## HOW TO COMPLETE THIS TASK
Return the lines below that carry the word "PartialEq".

========================

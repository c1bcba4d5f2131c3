use anyhow::{bail, Result};
use canbms_lib::publish::{self, Path, Publisher, StateSink, Value};
use canbms_lib::telemetry::{Telemetry, TelemetrySink};
use canbms_lib::{Controller, Event};
use log::{error, info};
use std::sync::mpsc::{Receiver, RecvTimeoutError};
use std::time::{Duration, Instant};

/// Prints every changed value with its presentation format.
pub struct ConsoleSink;

impl StateSink for ConsoleSink {
    fn write(&mut self, path: Path, value: &Value) -> canbms_lib::Result<()> {
        println!(
            "{} {path} = {}",
            chrono::Local::now().to_rfc3339(),
            path.format(value)
        );
        Ok(())
    }
}

/// Fixed-period tick source for the event loop.
struct Ticker {
    interval: Duration,
    next: Instant,
}

impl Ticker {
    fn new(interval: Duration) -> Self {
        Self {
            interval,
            next: Instant::now() + interval,
        }
    }

    /// Waits for the next event; a due tick wins over queued frames.
    ///
    /// Periods missed during a stall collapse into a single tick.
    fn next_event(&mut self, events: &Receiver<Event>) -> Result<Event> {
        let now = Instant::now();
        if now >= self.next {
            self.next += self.interval;
            if self.next <= now {
                self.next = now + self.interval;
            }
            return Ok(Event::Tick);
        }
        match events.recv_timeout(self.next - now) {
            Ok(event) => Ok(event),
            Err(RecvTimeoutError::Timeout) => {
                self.next += self.interval;
                Ok(Event::Tick)
            }
            Err(RecvTimeoutError::Disconnected) => bail!("Frame source stopped"),
        }
    }
}

/// Runs a single-threaded loop over frames and ticks until the frame source dies.
pub fn run<S, T>(
    mut controller: Controller,
    events: Receiver<Event>,
    mut publisher: Publisher<S>,
    mut telemetry: Option<Telemetry<T>>,
    interval: Duration,
) -> Result<()>
where
    S: StateSink,
    T: TelemetrySink,
{
    info!(
        "Starting daemon mode: interval={interval:?}, config={:?}",
        controller.config()
    );
    let mut ticker = Ticker::new(interval);

    loop {
        let event = ticker.next_event(&events)?;
        controller.handle(event);

        let entries = publish::snapshot(controller.state(), controller.config());
        if let Err(e) = publisher.publish(&entries) {
            error!("Failed to publish battery state: {e}");
        }
        if let Some(telemetry) = telemetry.as_mut() {
            telemetry.update(&controller.state().extremes);
        }
    }
}

#[cfg(test)]
mod tests {
    use super::*;
    use std::sync::mpsc;

    #[test]
    fn ticker_prefers_due_tick() {
        let (tx, rx) = mpsc::sync_channel(4);
        let mut ticker = Ticker::new(Duration::ZERO);
        tx.send(Event::Frame {
            id: 0x35c,
            data: vec![0xc0],
        })
        .unwrap();
        assert_eq!(ticker.next_event(&rx).unwrap(), Event::Tick);
    }

    #[test]
    fn ticker_delivers_frames_before_deadline() {
        let (tx, rx) = mpsc::sync_channel(4);
        let mut ticker = Ticker::new(Duration::from_secs(60));
        let frame = Event::Frame {
            id: 0x355,
            data: vec![50, 0, 100, 0],
        };
        tx.send(frame.clone()).unwrap();
        assert_eq!(ticker.next_event(&rx).unwrap(), frame);
    }

    #[test]
    fn stall_yields_one_tick() {
        let (tx, rx) = mpsc::sync_channel(4);
        let interval = Duration::from_secs(60);
        let mut ticker = Ticker::new(interval);
        ticker.next = Instant::now()
            .checked_sub(interval * 5)
            .unwrap_or_else(Instant::now);
        let frame = Event::Frame {
            id: 0x35c,
            data: vec![0xc0],
        };
        tx.send(frame.clone()).unwrap();
        assert_eq!(ticker.next_event(&rx).unwrap(), Event::Tick);
        assert_eq!(ticker.next_event(&rx).unwrap(), frame);
    }

    #[test]
    fn ticker_times_out_into_tick() {
        let (_tx, rx) = mpsc::sync_channel::<Event>(4);
        let mut ticker = Ticker::new(Duration::from_millis(10));
        assert_eq!(ticker.next_event(&rx).unwrap(), Event::Tick);
    }

    #[test]
    fn disconnected_source_stops_loop() {
        let (tx, rx) = mpsc::sync_channel::<Event>(4);
        drop(tx);
        let mut ticker = Ticker::new(Duration::from_secs(60));
        assert!(ticker.next_event(&rx).is_err());
    }
}
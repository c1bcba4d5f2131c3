use crate::alarms::Alarms;
use crate::derating::Derating;
use crate::extremes::Extremes;
use crate::protocol::{Limits, PackStatus, RequestFlags, SocSoh};
use crate::watchdog::Watchdog;

/// Charge and discharge permission pair.
#[derive(Debug, Clone, Copy, PartialEq, Eq)]
pub struct Permissions {
    pub charge: bool,
    pub discharge: bool,
}

impl Permissions {
    pub const ALLOWED: Self = Self {
        charge: true,
        discharge: true,
    };
    pub const BLOCKED: Self = Self {
        charge: false,
        discharge: false,
    };

    pub const fn new(charge: bool, discharge: bool) -> Self {
        Self { charge, discharge }
    }

    /// Both flags survive only if both sides allow them.
    pub const fn and(self, other: Self) -> Self {
        Self {
            charge: self.charge && other.charge,
            discharge: self.discharge && other.discharge,
        }
    }
}

impl From<&RequestFlags> for Permissions {
    fn from(flags: &RequestFlags) -> Self {
        Self::new(flags.enable_charge, flags.enable_discharge)
    }
}

/// Everything known about the battery pack.
///
/// Measured fields start out as `None` and are filled in by the frame handlers.
#[derive(Debug, Clone)]
pub struct BatteryState {
    pub soc: Option<u16>,
    pub soh: Option<u16>,
    pub capacity_ah: Option<f64>,
    pub extremes: Extremes,
    pub pack: Option<PackStatus>,
    pub advertised: Option<Limits>,
    pub derating: Derating,
    pub request: Option<RequestFlags>,
    pub alarms: Alarms,
    pub modules_online: Option<u8>,
    pub watchdog: Watchdog,
    /// Composed result of the request, alarm, limit and watchdog vetoes.
    pub allow: Permissions,
    pub update_index: u8,
}

impl BatteryState {
    pub fn new(watchdog_threshold: u32) -> Self {
        Self {
            soc: None,
            soh: None,
            capacity_ah: None,
            extremes: Extremes::default(),
            pack: None,
            advertised: None,
            derating: Derating::default(),
            request: None,
            alarms: Alarms::default(),
            modules_online: None,
            watchdog: Watchdog::new(watchdog_threshold),
            allow: Permissions::BLOCKED,
            update_index: 0,
        }
    }

    pub fn set_soc(&mut self, frame: &SocSoh, installed_capacity_ah: f64) {
        self.soc = Some(frame.soc);
        self.soh = Some(frame.soh);
        self.capacity_ah = Some(installed_capacity_ah * f64::from(frame.soc) / 100.0);
    }

    /// Recomputes the published permissions from every independent veto.
    pub fn compose_permissions(&mut self) {
        let requested = self
            .request
            .as_ref()
            .map_or(Permissions::BLOCKED, Permissions::from);
        let online = if self.watchdog.is_online() {
            Permissions::ALLOWED
        } else {
            Permissions::BLOCKED
        };
        self.allow = requested
            .and(self.alarms.permissions())
            .and(self.derating.permissions())
            .and(online);
    }

    /// Pack switched on by its controller and still talking to us.
    pub fn system_switch(&self) -> bool {
        self.watchdog.is_online()
            && self
                .request
                .is_some_and(|r| r.enable_charge && r.enable_discharge)
    }

    pub fn modules_offline(&self) -> u8 {
        u8::from(!self.watchdog.is_online())
    }

    pub fn modules_blocking_charge(&self) -> u8 {
        u8::from(!self.allow.charge)
    }

    pub fn modules_blocking_discharge(&self) -> u8 {
        u8::from(!self.allow.discharge)
    }
}

#[cfg(test)]
mod tests {
    use super::*;

    #[test]
    fn starts_unknown_and_blocked() {
        let state = BatteryState::new(10);
        assert_eq!(state.soc, None);
        assert_eq!(state.extremes.v_max, None);
        assert_eq!(state.allow, Permissions::BLOCKED);
        assert!(!state.system_switch());
    }

    #[test]
    fn capacity_follows_soc() {
        let mut state = BatteryState::new(10);
        state.set_soc(&SocSoh { soc: 50, soh: 100 }, 130.0);
        assert_eq!(state.capacity_ah, Some(65.0));
        state.set_soc(&SocSoh { soc: 0, soh: 100 }, 130.0);
        assert_eq!(state.capacity_ah, Some(0.0));
    }

    #[test]
    fn permissions_and() {
        let p = Permissions::new(true, false).and(Permissions::new(true, true));
        assert_eq!(p, Permissions::new(true, false));
        assert_eq!(
            Permissions::ALLOWED.and(Permissions::BLOCKED),
            Permissions::BLOCKED
        );
    }
}
use crate::mqtt;
use canbms_lib::Config;
use clap::{Parser, Subcommand};
use clap_verbosity_flag::{InfoLevel, Verbosity};
use std::time::Duration;

#[derive(clap::ValueEnum, Debug, Clone, PartialEq)]
pub enum MqttFormat {
    Simple,
    Json,
}

#[derive(Subcommand, Debug, Clone, PartialEq)]
pub enum Output {
    /// Print every changed value to the standard output (console).
    Console,
    /// Publish every changed value to an MQTT broker.
    Mqtt {
        /// The configuration file for the MQTT broker
        #[arg(long, default_value_t = mqtt::MqttConfig::DEFAULT_CONFIG_FILE.to_string())]
        config_file: String,
        /// Output format for MQTT messages
        #[arg(long, value_enum, default_value_t = MqttFormat::Simple)]
        format: MqttFormat,
    },
}

const fn about_text() -> &'static str {
    "CAN bus battery pack bridge"
}

#[derive(Parser, Debug)]
#[command(version, about=about_text(), long_about = None)]
pub struct CliArgs {
    #[command(flatten)]
    pub verbose: Verbosity<InfoLevel>,

    /// SocketCAN interface the pack controller is attached to (e.g., can0)
    #[arg(short, long, default_value = "can0")]
    pub interface: String,

    /// Watchdog and publish period (e.g., "1s", "500ms")
    #[arg(value_parser = humantime::parse_duration, long, default_value = "1s")]
    pub interval: Duration,

    /// Nominal capacity of the battery in Ah
    #[arg(long, default_value_t = Config::DEFAULT_INSTALLED_CAPACITY_AH)]
    pub installed_capacity: f64,

    /// Number of cells in series
    #[arg(long, default_value_t = Config::DEFAULT_CELLS_PER_BATTERY)]
    pub cells_per_battery: u8,

    /// Periods without request flags before the battery is considered offline
    #[arg(long, default_value_t = canbms_lib::watchdog::DEFAULT_THRESHOLD)]
    pub watchdog_threshold: u32,

    /// Product name reported by the identification paths
    #[arg(long, default_value_t = Config::DEFAULT_PRODUCT_NAME.to_string())]
    pub product_name: String,

    /// Device instance reported by the identification paths
    #[arg(long, default_value_t = Config::DEFAULT_DEVICE_INSTANCE)]
    pub device_instance: u32,

    /// MQTT configuration file for cell voltage telemetry (disabled when absent)
    #[arg(long)]
    pub telemetry_config: Option<String>,

    #[command(subcommand)]
    pub output: Output,
}

impl CliArgs {
    pub fn controller_config(&self) -> Config {
        Config {
            installed_capacity_ah: self.installed_capacity,
            cells_per_battery: self.cells_per_battery,
            watchdog_threshold: self.watchdog_threshold,
            product_name: self.product_name.clone(),
            device_instance: self.device_instance,
        }
    }
}

#[cfg(test)]
mod tests {
    use super::*;

    #[test]
    fn defaults() {
        let args = CliArgs::try_parse_from(["canbms", "console"]).unwrap();
        assert_eq!(args.interface, "can0");
        assert_eq!(args.interval, Duration::from_secs(1));
        assert_eq!(args.output, Output::Console);
        assert_eq!(args.controller_config(), Config::default());
    }

    #[test]
    fn mqtt_output() {
        let args = CliArgs::try_parse_from([
            "canbms",
            "--interface",
            "can8",
            "--interval",
            "500ms",
            "--installed-capacity",
            "280",
            "--product-name",
            "Garage",
            "mqtt",
            "--format",
            "json",
        ])
        .unwrap();
        assert_eq!(args.interface, "can8");
        assert_eq!(args.interval, Duration::from_millis(500));
        assert_eq!(args.controller_config().installed_capacity_ah, 280.0);
        assert_eq!(args.controller_config().product_name, "Garage");
        assert_eq!(args.controller_config().device_instance, 40);
        assert_eq!(
            args.output,
            Output::Mqtt {
                config_file: "mqtt.yaml".to_string(),
                format: MqttFormat::Json
            }
        );
    }
}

========================

## ANSWER AREA
#[derive(Debug, Clone, Copy, PartialEq, Eq)]
#[derive(clap::ValueEnum, Debug, Clone, PartialEq)]
#[derive(Subcommand, Debug, Clone, PartialEq)]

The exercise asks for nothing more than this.